Above: Elephants at the waterhole at Voi Wildlife Lodge looking into Tsavo East National Park. Image courtesy.

Published: Saturday magazine in Nation newspaper 4 May 2024

The air is still and sun-baked. I take refuge under the shade of the banda staring into space that is the grandeur of Tsavo East National Park. It’s been 20 years since l sat in the same spot, with the solitary baobab for company at Voi Wildlife Lodge on the edge of the great park.

It’s opportune time to read the new edition of ‘The African Baobab’ by Rupert Watson, lawyer by profession and naturalist by choice. Every page l turn of the full-colour book on baobabs increases my awe of the tree.

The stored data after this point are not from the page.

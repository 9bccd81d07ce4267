//! The display session and its periodic dispatcher.
//!
//! [`DisplayService`] is constructed once at host startup and ticked on
//! a fixed host-driven interval (0.7 s works well). Each tick picks one
//! of four screens from live state:
//!
//! ```text
//!  no step, no fermentation ──▶ Standby          (sync, this thread)
//!  step + multidisplay on   ──▶ MultiKettle      (guarded bg thread)
//!  step + multidisplay off  ──▶ SingleKettle     (sync, blink toggle)
//!  fermentation task active ──▶ Fermentation     (guarded bg thread)
//! ```
//!
//! The cycling screens dwell several seconds per vessel and easily
//! outlast a tick, so each role carries an atomic in-progress flag:
//! set before the thread spawns, cleared when it exits. A tick that
//! lands mid-cycle starts nothing. Mode changes never interrupt an
//! in-flight cycle; they only stop the next one from starting.

use std::sync::atomic::{AtomicBool, Ordering};
use std::sync::{Arc, Mutex};
use std::thread;

use log::{debug, info, warn};

use crate::app::ports::{lock_display, DisplayPort, Host, NotifyKind, SharedDisplay};
use crate::app::snapshot::BrewSnapshot;
use crate::charmap::CUSTOM_GLYPHS;
use crate::config;
use crate::drivers::null::NullDisplay;
use crate::render::{fermenter, kettle, standby, RenderCtx};

// ───────────────────────────────────────────────────────────────
// Screen selection
// ───────────────────────────────────────────────────────────────

/// The four panel views.
#[derive(Debug, Clone, Copy, PartialEq, Eq)]
pub enum ScreenMode {
    Standby,
    SingleKettle,
    MultiKettle,
    Fermentation,
}

/// Pick the screen for this tick. Evaluated fresh every time; the
/// dispatcher keeps no mode memory between ticks.
pub fn select_mode(snap: &BrewSnapshot, multidisplay: bool) -> ScreenMode {
    let brewing = snap.active_step.is_some();
    if !brewing && !snap.fermentation_active() {
        ScreenMode::Standby
    } else if brewing && multidisplay {
        ScreenMode::MultiKettle
    } else if brewing {
        ScreenMode::SingleKettle
    } else {
        ScreenMode::Fermentation
    }
}

// ───────────────────────────────────────────────────────────────
// Cycle roles
// ───────────────────────────────────────────────────────────────

/// Identity of a background cycling render.
#[derive(Debug, Clone, Copy, PartialEq, Eq)]
enum CycleRole {
    Kettles,
    Fermenters,
}

impl CycleRole {
    /// Thread name, for log readability only; the in-progress guard is
    /// the atomic flag, not the name.
    fn thread_name(self) -> &'static str {
        match self {
            Self::Kettles => "multidisplay",
            Self::Fermenters => "fermentation-multidisplay",
        }
    }
}

// ───────────────────────────────────────────────────────────────
// DisplayService
// ───────────────────────────────────────────────────────────────

/// Session state for one attached panel.
///
/// Owns everything the original ad-hoc globals carried: the display
/// handle, the resolved character map and unit, the single-kettle
/// blink flag, and the per-role cycle guards.
pub struct DisplayService {
    host: Arc<dyn Host>,
    display: SharedDisplay,
    ctx: RenderCtx,
    blink: bool,
    kettle_cycle: Arc<AtomicBool>,
    fermenter_cycle: Arc<AtomicBool>,
}

impl DisplayService {
    /// Resolve configuration, probe the display and register glyphs.
    ///
    /// `probe` turns a parsed 7-bit bus address into a live display
    /// driver. If the address does not parse, the probe fails, or a
    /// glyph upload fails, the host is notified once and the service
    /// continues with a no-op display for the rest of the process
    /// lifetime. Initialization itself never fails.
    pub fn init<F>(host: Arc<dyn Host>, probe: F) -> Self
    where
        F: FnOnce(u8) -> anyhow::Result<Box<dyn DisplayPort + Send>>,
    {
        let h = host.as_ref();
        let address = config::lcd_address(h);
        let charmap = config::charactermap(h);
        let refresh = config::refresh_secs(h);
        let multidisplay = config::multidisplay(h);
        let kettle_id = config::single_kettle_id(h);
        let unit = config::display_unit(h);
        info!(
            "panel config: address={address} charmap={} refresh={refresh}s \
             multidisplay={multidisplay} kettle={kettle_id} unit={}",
            charmap.as_str(),
            unit.symbol()
        );

        let opened = config::parse_address(&address)
            .map_err(anyhow::Error::from)
            .and_then(probe)
            .and_then(|mut display| {
                for (slot, bitmap) in CUSTOM_GLYPHS {
                    display
                        .define_glyph(slot, bitmap)
                        .map_err(anyhow::Error::from)?;
                }
                Ok(display)
            });

        let display: Box<dyn DisplayPort + Send> = match opened {
            Ok(display) => {
                info!("panel ready at {address}");
                display
            }
            Err(e) => {
                warn!("display init failed: {e:#}; continuing without panel");
                host.notify(
                    "LCD unavailable",
                    "Check the LCD_Address parameter; probe the bus with: sudo i2cdetect -y 1",
                    NotifyKind::Danger,
                    None,
                );
                Box::new(NullDisplay)
            }
        };

        Self {
            host,
            display: Arc::new(Mutex::new(display)),
            ctx: RenderCtx { charmap, unit },
            blink: false,
            kettle_cycle: Arc::new(AtomicBool::new(false)),
            fermenter_cycle: Arc::new(AtomicBool::new(false)),
        }
    }

    /// One dispatcher tick.
    ///
    /// Refresh, multidisplay mode and the single-kettle id are
    /// re-resolved here so they take effect without a restart.
    pub fn tick(&mut self) {
        let host = Arc::clone(&self.host);
        let refresh = config::refresh_secs(host.as_ref());
        let multidisplay = config::multidisplay(host.as_ref());
        let snap = host.snapshot();

        match select_mode(&snap, multidisplay) {
            ScreenMode::Standby => {
                let mut panel = lock_display(&self.display);
                if let Err(e) = standby::render(host.as_ref(), &self.ctx, panel.as_mut()) {
                    warn!("standby render failed: {e}");
                }
            }
            ScreenMode::SingleKettle => {
                let kettle_id = config::single_kettle_id(host.as_ref());
                let hide_icon = self.blink;
                self.blink = !self.blink;
                let mut panel = lock_display(&self.display);
                if let Err(e) = kettle::render_single(
                    host.as_ref(),
                    &self.ctx,
                    panel.as_mut(),
                    kettle_id,
                    hide_icon,
                ) {
                    warn!("single kettle render failed: {e}");
                }
            }
            ScreenMode::MultiKettle => self.spawn_cycle(CycleRole::Kettles, refresh),
            ScreenMode::Fermentation => self.spawn_cycle(CycleRole::Fermenters, refresh),
        }
    }

    /// Whether a cycle of either role is currently in flight.
    pub fn cycle_in_flight(&self) -> bool {
        self.kettle_cycle.load(Ordering::SeqCst) || self.fermenter_cycle.load(Ordering::SeqCst)
    }

    // ── Internal ──────────────────────────────────────────────

    /// Launch a cycling render unless one with the same role is still
    /// running. The guard flips in the same atomic op that checks it,
    /// so two racing ticks cannot both spawn.
    fn spawn_cycle(&self, role: CycleRole, refresh_secs: u64) {
        let guard = match role {
            CycleRole::Kettles => &self.kettle_cycle,
            CycleRole::Fermenters => &self.fermenter_cycle,
        };
        if guard.swap(true, Ordering::SeqCst) {
            debug!("{} cycle already in flight", role.thread_name());
            return;
        }

        let guard = Arc::clone(guard);
        let guard_for_thread = Arc::clone(&guard);
        let host = Arc::clone(&self.host);
        let display = Arc::clone(&self.display);
        let ctx = self.ctx;

        let spawned = thread::Builder::new()
            .name(role.thread_name().to_owned())
            .spawn(move || {
                let outcome = match role {
                    CycleRole::Kettles => kettle::cycle(host.as_ref(), &display, &ctx, refresh_secs),
                    CycleRole::Fermenters => {
                        fermenter::cycle(host.as_ref(), &display, &ctx, refresh_secs)
                    }
                };
                if let Err(e) = outcome {
                    warn!("{} cycle aborted: {e}", role.thread_name());
                }
                guard_for_thread.store(false, Ordering::SeqCst);
            });

        if let Err(e) = spawned {
            warn!("failed to spawn {}: {e}", role.thread_name());
            guard.store(false, Ordering::SeqCst);
        }
    }
}

#[cfg(test)]
mod tests {
    use super::*;
    use crate::app::snapshot::{ActiveStep, FermenterTask, TaskState};

    fn step() -> Option<ActiveStep> {
        Some(ActiveStep {
            name: "Boil".into(),
            timer_end: None,
        })
    }

    fn active_task() -> FermenterTask {
        FermenterTask {
            fermenter_id: 1,
            timer_start: Some(0),
            state: TaskState::Active,
        }
    }

    #[test]
    fn idle_selects_standby() {
        let snap = BrewSnapshot::default();
        assert_eq!(select_mode(&snap, true), ScreenMode::Standby);
        assert_eq!(select_mode(&snap, false), ScreenMode::Standby);
    }

    #[test]
    fn brewing_with_multidisplay_cycles_kettles() {
        let snap = BrewSnapshot {
            active_step: step(),
            ..Default::default()
        };
        assert_eq!(select_mode(&snap, true), ScreenMode::MultiKettle);
    }

    #[test]
    fn brewing_without_multidisplay_pins_one_kettle() {
        let snap = BrewSnapshot {
            active_step: step(),
            ..Default::default()
        };
        assert_eq!(select_mode(&snap, false), ScreenMode::SingleKettle);
    }

    #[test]
    fn fermentation_without_step_selects_fermentation() {
        let snap = BrewSnapshot {
            fermenter_tasks: vec![active_task()],
            ..Default::default()
        };
        assert_eq!(select_mode(&snap, true), ScreenMode::Fermentation);
        assert_eq!(select_mode(&snap, false), ScreenMode::Fermentation);
    }

    #[test]
    fn brewing_wins_over_fermentation() {
        let snap = BrewSnapshot {
            active_step: step(),
            fermenter_tasks: vec![active_task()],
            ..Default::default()
        };
        assert_eq!(select_mode(&snap, true), ScreenMode::MultiKettle);
    }
}
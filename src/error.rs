//! Unified error types for the display plugin.
//!
//! A single `Error` enum that every subsystem can convert into, keeping
//! the dispatcher's error handling uniform. All variants are `Copy` so
//! they can be passed out of render threads without allocation.

use core::fmt;

// ---------------------------------------------------------------------------
// Top-level plugin error
// ---------------------------------------------------------------------------

/// Every fallible operation in the plugin funnels into this type.
#[derive(Debug, Clone, Copy, PartialEq, Eq)]
pub enum Error {
    /// A display-bus operation failed.
    Display(DisplayError),
    /// A configuration value is invalid or could not be parsed.
    Config(&'static str),
}

impl fmt::Display for Error {
    fn fmt(&self, f: &mut fmt::Formatter<'_>) -> fmt::Result {
        match self {
            Self::Display(e) => write!(f, "display: {e}"),
            Self::Config(msg) => write!(f, "config: {msg}"),
        }
    }
}

impl std::error::Error for Error {}

// ---------------------------------------------------------------------------
// Display errors
// ---------------------------------------------------------------------------

/// Errors raised by [`DisplayPort`](crate::app::ports::DisplayPort)
/// implementations.
#[derive(Debug, Clone, Copy, PartialEq, Eq)]
pub enum DisplayError {
    /// The underlying I2C transaction failed.
    Bus,
    /// Cursor position outside the 4x20 geometry.
    InvalidPosition,
    /// Custom-glyph slot outside the controller's CGRAM (0-7).
    InvalidSlot,
}

impl fmt::Display for DisplayError {
    fn fmt(&self, f: &mut fmt::Formatter<'_>) -> fmt::Result {
        match self {
            Self::Bus => write!(f, "I2C bus write failed"),
            Self::InvalidPosition => write!(f, "cursor position out of range"),
            Self::InvalidSlot => write!(f, "glyph slot out of range"),
        }
    }
}

impl std::error::Error for DisplayError {}

impl From<DisplayError> for Error {
    fn from(e: DisplayError) -> Self {
        Self::Display(e)
    }
}

// ---------------------------------------------------------------------------
// Convenience Result alias
// ---------------------------------------------------------------------------

/// Plugin-wide `Result` alias.
pub type Result<T> = core::result::Result<T, Error>;
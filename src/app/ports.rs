//! Port traits — the hexagonal boundary between the display logic and
//! the outside world.
//!
//! ```text
//!   Host bridge ──▶ Port trait ──▶ DisplayService (domain)
//! ```
//!
//! The host controller implements the driven ports (configuration,
//! entity cache, sensors, notifications, clock, identity); display
//! drivers implement [`DisplayPort`]. The service consumes all of them
//! through one [`Host`] handle so background render threads can share
//! it.
//!
//! ## Degradation contracts
//!
//! - A sensor read that yields no numeric value returns `None`; the
//!   renderers translate that into a "No Data" line, never an error.
//! - An actor id that resolves to nothing reads as "off".
//! - Configuration lookups never fail: absent keys are created with
//!   their documented default by the resolver.

use chrono::{DateTime, Local};

use crate::app::snapshot::{BrewSnapshot, SensorId};
use crate::config::{ConfigValue, ParameterSpec};
use crate::error::DisplayError;

// ───────────────────────────────────────────────────────────────
// Configuration port (driven: host parameter store)
// ───────────────────────────────────────────────────────────────

/// Read/create access to the host's named configuration parameters.
///
/// `add_parameter` is only issued after a failed `get_parameter`, so a
/// racing double-create must be harmless; stores that keep the first
/// write win satisfy that trivially.
pub trait ConfigPort {
    /// Look up a parameter. `None` when the key has never been created.
    fn get_parameter(&self, key: &str) -> Option<ConfigValue>;

    /// Create a parameter with its default value and metadata.
    fn add_parameter(&self, spec: &ParameterSpec);
}

// ───────────────────────────────────────────────────────────────
// Cache port (driven: host entity cache)
// ───────────────────────────────────────────────────────────────

/// Read-only snapshot access to the host's live entities.
///
/// One snapshot is taken per rendered frame; the host keeps mutating
/// its own copies while renders run.
pub trait CachePort {
    fn snapshot(&self) -> BrewSnapshot;
}

// ───────────────────────────────────────────────────────────────
// Sensor port (driven: host sensor engine)
// ───────────────────────────────────────────────────────────────

/// Current numeric reading of a sensor, `None` when the sensor is
/// unknown or has not delivered a value yet.
pub trait SensorPort {
    fn sensor_value(&self, sensor: SensorId) -> Option<f64>;
}

// ───────────────────────────────────────────────────────────────
// Notification port (driven: host notification center)
// ───────────────────────────────────────────────────────────────

/// Severity of a host notification.
#[derive(Debug, Clone, Copy, PartialEq, Eq)]
pub enum NotifyKind {
    Info,
    Warning,
    Danger,
}

/// Fire-and-forget user notification. Used exactly once, when display
/// initialization fails.
pub trait NotifyPort {
    fn notify(&self, headline: &str, message: &str, kind: NotifyKind, timeout_secs: Option<u32>);
}

// ───────────────────────────────────────────────────────────────
// Clock port (driven: wall clock)
// ───────────────────────────────────────────────────────────────

/// Wall-clock access, injectable so timer math is testable.
pub trait ClockPort {
    /// Seconds since the Unix epoch.
    fn epoch_secs(&self) -> i64;

    /// Current local date-time for the standby screen.
    fn local_now(&self) -> DateTime<Local>;
}

// ───────────────────────────────────────────────────────────────
// Host identity port
// ───────────────────────────────────────────────────────────────

/// Name and version of the hosting controller, shown on standby.
pub trait HostInfoPort {
    fn app_name(&self) -> String;
    fn app_version(&self) -> String;
}

// ───────────────────────────────────────────────────────────────
// Combined host handle
// ───────────────────────────────────────────────────────────────

/// Everything the plugin consumes from its host, as one shareable
/// object. Blanket-implemented for any type providing all ports.
pub trait Host:
    ConfigPort + CachePort + SensorPort + NotifyPort + ClockPort + HostInfoPort + Send + Sync
{
}

impl<T> Host for T where
    T: ConfigPort + CachePort + SensorPort + NotifyPort + ClockPort + HostInfoPort + Send + Sync
{
}

// ───────────────────────────────────────────────────────────────
// Display port (driven adapter: domain → panel hardware)
// ───────────────────────────────────────────────────────────────

/// Write-side port for the 20x4 character panel.
///
/// Text passed to `write_at` is already transliterated for the active
/// character ROM; implementations encode each char to its ROM byte.
pub trait DisplayPort {
    /// Blank the whole panel.
    fn clear(&mut self) -> Result<(), DisplayError>;

    /// Write text starting at `(row, col)`, clipped at the row end.
    fn write_at(&mut self, row: u8, col: u8, text: &str) -> Result<(), DisplayError>;

    /// Write one raw glyph code (CGRAM icon) at `(row, col)`.
    fn write_glyph(&mut self, row: u8, col: u8, code: u8) -> Result<(), DisplayError>;

    /// Upload a 5x8 custom glyph into CGRAM slot 0-7.
    fn define_glyph(&mut self, slot: u8, bitmap: [u8; 8]) -> Result<(), DisplayError>;
}

/// The display handle as shared between the dispatch thread and
/// background cycle threads. The mutex is held per frame, so
/// concurrent renders serialize at frame granularity.
pub type SharedDisplay = std::sync::Arc<std::sync::Mutex<Box<dyn DisplayPort + Send>>>;

/// Lock the shared display, recovering a poisoned lock; the next frame
/// rewrites every cell anyway.
pub fn lock_display(
    display: &SharedDisplay,
) -> std::sync::MutexGuard<'_, Box<dyn DisplayPort + Send>> {
    match display.lock() {
        Ok(guard) => guard,
        Err(poisoned) => poisoned.into_inner(),
    }
}
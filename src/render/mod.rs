//! Screen renderers for the four panel views.
//!
//! Each renderer pulls a snapshot through the host ports, lays out a
//! [`ScreenFrame`](crate::screen::ScreenFrame) and presents it. Lookup
//! misses degrade in place ("No Data", icon off) so a render never
//! fails on host state, only on the display bus.

pub mod fermenter;
pub mod kettle;
pub mod standby;

use crate::config::TempUnit;

/// Per-session rendering context, fixed at initialization.
#[derive(Debug, Clone, Copy)]
pub struct RenderCtx {
    pub charmap: crate::charmap::Charmap,
    pub unit: TempUnit,
}

/// `Targ. Temp: 66.50°C` style line for row 2.
pub(crate) fn target_temp_line(value: f64, unit: TempUnit) -> String {
    format!("Targ. Temp:{value:6.2}\u{b0}{}", unit.symbol())
}

/// `Curr. Temp: 65.20°C` style line for row 3, with the "No Data"
/// placeholder when the sensor has nothing to say.
pub(crate) fn current_temp_line(value: Option<f64>, unit: TempUnit) -> String {
    match value {
        Some(v) => format!("Curr. Temp:{v:6.2}\u{b0}{}", unit.symbol()),
        None => "Curr. Temp: No Data".to_owned(),
    }
}

#[cfg(test)]
mod tests {
    use super::*;

    #[test]
    fn temp_lines_fit_the_panel() {
        let t = target_temp_line(66.5, TempUnit::Celsius);
        assert_eq!(t, "Targ. Temp: 66.50°C");
        assert!(t.chars().count() <= 20);

        let c = current_temp_line(Some(102.25), TempUnit::Fahrenheit);
        assert_eq!(c, "Curr. Temp:102.25°F");
    }

    #[test]
    fn missing_reading_renders_no_data() {
        assert_eq!(
            current_temp_line(None, TempUnit::Celsius),
            "Curr. Temp: No Data"
        );
    }
}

Baobab tree in leaf at Voi Wildlife Lodge overlooking Tsavo East National Park. Image Rupi Mangat

Watson writes, ‘For starters, baobabs are living monuments, the oldest natural things in Africa, outlasting every plant and animal on the continent… They survive in the driest, rockiest areas of the continent – yet for all the hostility of much of their habitat, African baobabs live longer and grow larger than most other trees in the world. That is the great paradox of their existence.’

I didn’t know that, and suddenly realize that The African Baobab is one of two books fully dedicated to this living monument, some well over 2,000 years and still standing sentinel on the savannahs.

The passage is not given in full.